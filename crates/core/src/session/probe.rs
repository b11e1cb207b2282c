//! Layered login-state detection.
//!
//! A [`LoginProbe`] passes when all of its [`Check`]s hold on the current
//! surface. The session is considered logged in when any probe passes.

use jobpilot_runtime::Surface;
use tracing::debug;

use crate::selectors::SelectorChain;
use crate::site;

#[derive(Debug, Clone, Copy, PartialEq, Eq)]
pub enum Check {
	Present(SelectorChain),
	Absent(SelectorChain),
	UrlContains(&'static str),
	UrlLacks(&'static str),
}

impl Check {
	async fn holds<S: Surface>(&self, surface: &S, url: Option<&str>) -> bool {
		match self {
			Check::Present(chain) => chain.present(surface).await,
			Check::Absent(chain) => !chain.present(surface).await,
			Check::UrlContains(part) => url.is_some_and(|url| url.contains(part)),
			Check::UrlLacks(part) => url.is_some_and(|url| !url.contains(part)),
		}
	}
}

#[derive(Debug, Clone, Copy, PartialEq, Eq)]
pub struct LoginProbe {
	pub name: &'static str,
	pub checks: &'static [Check],
}

impl LoginProbe {
	pub async fn passes<S: Surface>(&self, surface: &S) -> bool {
		let url = match surface.url().await {
			Ok(url) => Some(url),
			Err(err) => {
				debug!(target = "jobpilot", probe = self.name, error = %err, "url unavailable for probe");
				None
			}
		};
		for check in self.checks {
			if !check.holds(surface, url.as_deref()).await {
				return false;
			}
		}
		true
	}
}

/// Returns the name of the first passing probe.
pub async fn first_passing<S: Surface>(probes: &[LoginProbe], surface: &S) -> Option<&'static str> {
	for probe in probes {
		if probe.passes(surface).await {
			return Some(probe.name);
		}
	}
	None
}

pub const AVATAR_PROBE: LoginProbe = LoginProbe {
	name: "avatar",
	checks: &[Check::Present(site::AVATAR)],
};

pub const ACCOUNT_PROBE: LoginProbe = LoginProbe {
	name: "account",
	checks: &[Check::Present(site::ACCOUNT_NAV)],
};

pub const RESULTS_PROBE: LoginProbe = LoginProbe {
	name: "results",
	checks: &[
		Check::UrlContains(site::JOB_PATH),
		Check::UrlLacks(site::LOGIN_PATH),
		Check::Absent(site::LOGIN_PROMPT),
		Check::Present(site::RESULTS),
	],
};

/// Full probe set, strongest signal first.
pub const LOGIN_PROBES: &[LoginProbe] = &[AVATAR_PROBE, ACCOUNT_PROBE, RESULTS_PROBE];

/// Probes cheap enough to run on every verification poll.
pub const VERIFICATION_PROBES: &[LoginProbe] = &[AVATAR_PROBE, ACCOUNT_PROBE];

· · · · ·

- [ACTIVITY]:
For the string "await", filter the data and copy out each line where it occurs.

- [EXERCISE SOLUTION]:
			Check::Present(chain) => chain.present(surface).await,
			Check::Absent(chain) => !chain.present(surface).await,
		let url = match surface.url().await {
			if !check.holds(surface, url.as_deref()).await {
		if probe.passes(surface).await {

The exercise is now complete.